Nausheen generously shares her stories, experience and insights from working with senior leaders across the globe.
The main insights you’ll get from this episode are :
– A varied career path and eclectic entrepreneurial adventure led to the realisation that anyone should be able to give their best performance in front of a camera; coaching executives is very fulfilling and aligns with her own passions.
– Finding and speaking with your own true voice is very unusual – particularly in women – and many people are self-silencing or silenced by others. Helping them involves addressing mindset, message, and delivery (in that order).
– It is possible to fake confidence but not advisable, as the performative aspect allows the projection of confidence without feeling it; in the absence of confidence, we must create a virtuous cycle by proving to ourselves we can do it.
– This requires the right tools and debriefing after speaking commitments to learn lessons for the future and filter knowledge of the subject into understandable messages that will be remembered, not minimising good content with poor delivery.
– The approach depends on the individual: introverts who are shy, hate the spotlight, and perform sub optimally require lots of mindset work; confident, ambitious people who develop very specific patterns of speaking and presenting and perform sub optimally require lots of work on message and delivery.
– Fear and confidence can coexist, but fear must not get in the way of performance – we take action to overcome the fear: people feel scared, do the scary thing and this action creates the virtuous cycle to feed the next scary thing.
– Confident people talk to themselves and impact their future action positively by taking accountability for doing well (sense of control); insecure people blame themselves and do not let wins positively affect their confidence (removes agency).

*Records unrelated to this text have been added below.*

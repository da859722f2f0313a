use crate::config::receipt::ReceiptConfig;
use crate::domain::model::{ComposedEmail, StudentRecord};
use crate::utils::error::{ReceiptError, Result};
use regex::{Captures, Regex};
use std::path::Path;
use std::sync::OnceLock;

pub const PLACEHOLDERS: &[&str] = &[
    "student_first_name",
    "student_name",
    "student_email",
    "amount",
    "payment_date",
    "payment_method",
    "receipt_number",
    "semester",
    "from_name",
    "from_title",
    "from_email",
];

fn placeholder_pattern() -> &'static Regex {
    static PLACEHOLDER: OnceLock<Regex> = OnceLock::new();
    PLACEHOLDER.get_or_init(|| {
        Regex::new(r"\{\{|\}\}|\{([A-Za-z0-9_]+)\}").expect("valid placeholder pattern")
    })
}

/// Subject and body templates, checked for unknown placeholders up front.
#[derive(Debug, Clone)]
pub struct EmailComposer {
    subject: String,
    body: String,
}

impl EmailComposer {
    pub fn new(subject: impl Into<String>, body: impl Into<String>) -> Result<Self> {
        let composer = Self {
            subject: subject.into(),
            body: body.into(),
        };
        check_placeholders("email_subject", &composer.subject)?;
        check_placeholders("email body", &composer.body)?;
        Ok(composer)
    }

    pub fn from_file<P: AsRef<Path>>(body_path: P, subject: &str) -> Result<Self> {
        let body = std::fs::read_to_string(&body_path).map_err(|e| {
            ReceiptError::file(body_path.as_ref().display().to_string(), e.to_string())
        })?;
        Self::new(subject, body)
    }

    pub fn compose(&self, record: &StudentRecord, config: &ReceiptConfig) -> ComposedEmail {
        let subject = fill(&self.subject, record, config);
        ComposedEmail {
            to: record.email.clone(),
            // Header values must stay on one line.
            subject: subject.lines().map(str::trim).collect::<Vec<_>>().join(" "),
            body: fill(&self.body, record, config),
        }
    }
}

fn check_placeholders(source: &str, template: &str) -> Result<()> {
    for caps in placeholder_pattern().captures_iter(template) {
        if let Some(name) = caps.get(1) {
            if !PLACEHOLDERS.contains(&name.as_str()) {
                return Err(ReceiptError::config(format!(
                    "unknown placeholder {{{}}} in {}; expected one of: {}",
                    name.as_str(),
                    source,
                    PLACEHOLDERS.join(", ")
                )));
            }
        }
    }
    Ok(())
}

fn placeholder_value<'a>(
    name: &str,
    record: &'a StudentRecord,
    config: &'a ReceiptConfig,
) -> &'a str {
    match name {
        "student_first_name" => record.first_name(),
        "student_name" => &record.name,
        "student_email" => &record.email,
        "amount" => &record.amount,
        "payment_date" => &record.date,
        "payment_method" => &record.payment_method,
        "receipt_number" => &record.receipt_number,
        "semester" => &config.semester,
        "from_name" => &config.from_name,
        "from_title" => &config.from_title,
        "from_email" => &config.from_email,
        _ => "",
    }
}

fn fill(template: &str, record: &StudentRecord, config: &ReceiptConfig) -> String {
    placeholder_pattern()
        .replace_all(template, |caps: &Captures| match caps.get(1) {
            Some(name) => placeholder_value(name.as_str(), record, config).to_string(),
            None => caps[0][..1].to_string(),
        })
        .into_owned()
}

#[cfg(test)]
mod tests {
    use super::*;
    use std::collections::BTreeMap;
    use std::io::Write;
    use tempfile::NamedTempFile;

    fn record() -> StudentRecord {
        StudentRecord {
            row: 3,
            name: "Eric Mugisha".to_string(),
            email: "eric@example.com".to_string(),
            amount: "10,000 RWF".to_string(),
            date: "05 March 2026".to_string(),
            payment_method: "Bank Transfer".to_string(),
            receipt_number: "R-0003".to_string(),
            extra: BTreeMap::new(),
        }
    }

    fn config() -> ReceiptConfig {
        ReceiptConfig::from_json_str(
            r#"{"from_name": "Grace", "from_title": "Treasurer", "from_email": "grace@example.org", "semester": "Spring 2026"}"#,
        )
        .unwrap()
    }

    #[test]
    fn test_compose_substitutes_placeholders() {
        let composer = EmailComposer::new(
            "Receipt {receipt_number} for {semester}",
            "Dear {student_first_name},\n\nWe received {amount} via {payment_method} on {payment_date}.\n\n{from_name}\n{from_title}",
        )
        .unwrap();

        let email = composer.compose(&record(), &config());
        assert_eq!(email.to, "eric@example.com");
        assert_eq!(email.subject, "Receipt R-0003 for Spring 2026");
        assert_eq!(
            email.body,
            "Dear Eric,\n\nWe received 10,000 RWF via Bank Transfer on 05 March 2026.\n\nGrace\nTreasurer"
        );
    }

    #[test]
    fn test_escaped_braces_are_literal() {
        let composer = EmailComposer::new("Receipt", "Use {{receipt_number}} as reference: {receipt_number}").unwrap();
        let email = composer.compose(&record(), &config());
        assert_eq!(email.body, "Use {receipt_number} as reference: R-0003");
    }

    #[test]
    fn test_unknown_placeholder_is_config_error() {
        let err = EmailComposer::new("Receipt", "Hello {student_nickname}").unwrap_err();
        assert!(matches!(err, ReceiptError::ConfigError { .. }));
        assert!(err.to_string().contains("student_nickname"));
    }

    #[test]
    fn test_subject_is_single_line() {
        let composer = EmailComposer::new("Receipt\n{receipt_number}", "body").unwrap();
        assert_eq!(composer.compose(&record(), &config()).subject, "Receipt R-0003");
    }

    #[test]
    fn test_from_file() {
        let mut body = NamedTempFile::new().unwrap();
        write!(body, "Hi {{student_name}}").unwrap();
        let composer = EmailComposer::from_file(body.path(), "Subject").unwrap();
        assert_eq!(composer.compose(&record(), &config()).body, "Hi Eric Mugisha");

        let err = EmailComposer::from_file("/nonexistent/email_template.txt", "Subject").unwrap_err();
        assert!(matches!(err, ReceiptError::FileError { .. }));
    }
}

– Scary things are the worthwhile things; we must reframe what fear brings in a creative way and do away with negative self-talk, recognising that failure is part of progress.
– Building a practice to reframe failure means learning from experience and taking action to prevent failure, e.g. recognising red flags in behaviour and being a better listener to receive information with judgement.
– It is never too early to start telling your story – being more public and vocal is a good way to build a business and attract people.
– Breaking away from the conventional path is a transformative experience – very difficult, but it grants a great sense of autonomy by creating a new identity, proving resilience and showing that reinvention is possible.
– Know what you stand for and intentionally look for opportunities to broadcast your message: do new things to find your voice and spread a worthwhile message impactfully – a conviction of success will see doors opening through which you can then walk.